Muscles that work the wings of birds.

Now, to work such broad wings, the bird has very stout muscles. You know how the breast of a bird stands out. You see it here in the condor. This is because the muscles with which it works its wings are there. You can see that this is the reason when a bird is cooked. The meat, you know, is very thick on the breast-bone—thicker than in any other part of the body. If we had as large muscles on our breast-bones we should look very strange. But we do not need such large muscles to work our arms as birds do to work their wings.

Why men can not fly.

A man could not fly if he had wings fixed on to his arms. It has been tried. I knew a man once to make something like wings for himself.
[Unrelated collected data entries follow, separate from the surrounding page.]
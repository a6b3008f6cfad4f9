use crate::builder::IndexBuilder;
use crate::persist::Store;
use crate::{DocId, DocMeta, Result};
use serde::{Deserialize, Serialize};

/// A fetched page as handed over by the crawler.
#[derive(Debug, Clone, Serialize, Deserialize)]
pub struct Page {
    pub url: String,
    #[serde(default)]
    pub title: String,
    #[serde(default)]
    pub body: String,
    #[serde(default)]
    pub last_modified: Option<String>,
    #[serde(default)]
    pub size: Option<u64>,
    /// Outgoing link URLs.
    #[serde(default)]
    pub links: Vec<String>,
}

/// Register the page and its links in the store, then index its text.
/// Link targets get document ids even before they are fetched themselves.
pub fn ingest_page<S: Store>(builder: &IndexBuilder<S>, page: &Page) -> Result<DocId> {
    let store = builder.store();
    let doc_id = store.resolve_or_create_doc_id(&page.url)?;
    let mut links: Vec<DocId> = Vec::with_capacity(page.links.len());
    for link in &page.links {
        let child = store.resolve_or_create_doc_id(link)?;
        if child != doc_id && !links.contains(&child) {
            links.push(child);
        }
    }
    let meta = DocMeta {
        id: doc_id,
        url: page.url.clone(),
        title: page.title.clone(),
        body: page.body.clone(),
        size: page.size.unwrap_or(page.body.len() as u64),
        last_modified: page.last_modified.clone(),
        links,
    };
    store.put_document(&meta)?;
    builder.index_document(doc_id, &page.title, &page.body)?;
    Ok(doc_id)
}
After he had made them, he went up on to the roof of a shed to try them. He jumped off and flapped his wings, but down he came about as soon as if he had no wings, and he was so much bruised that he was not disposed to try the experiment again. Now why could he not fly? It was not for want of wings. There the wings were, and he had made them right, for he had shaped them like the wings of birds. They were large enough and light enough; the difficulty was, that the muscles of his arms were not strong enough to work them well. They were arm-muscles and not wing-muscles. A man can not be like a bird merely by having wings. He must have a bird’s flying muscles, or he can not fly.

Short wings.

The ostrich.

Different birds have wings of different sizes. Those that fly very far and swiftly have the largest wings. The wings of the hen are not large enough to carry her far up into the air. The most that she can do is to fly over a very high fence; and if her wings are partly cut off, or cropped, as it is called, she can not even do that. There are some birds that do not use their wings in flying. The ostrich, represented on the previous page, is a great runner. He can not fly, but his wings help him some in running.

In what way the wings act in raising birds and carrying them along I will explain to you in Part Third, when I come to tell you about the air.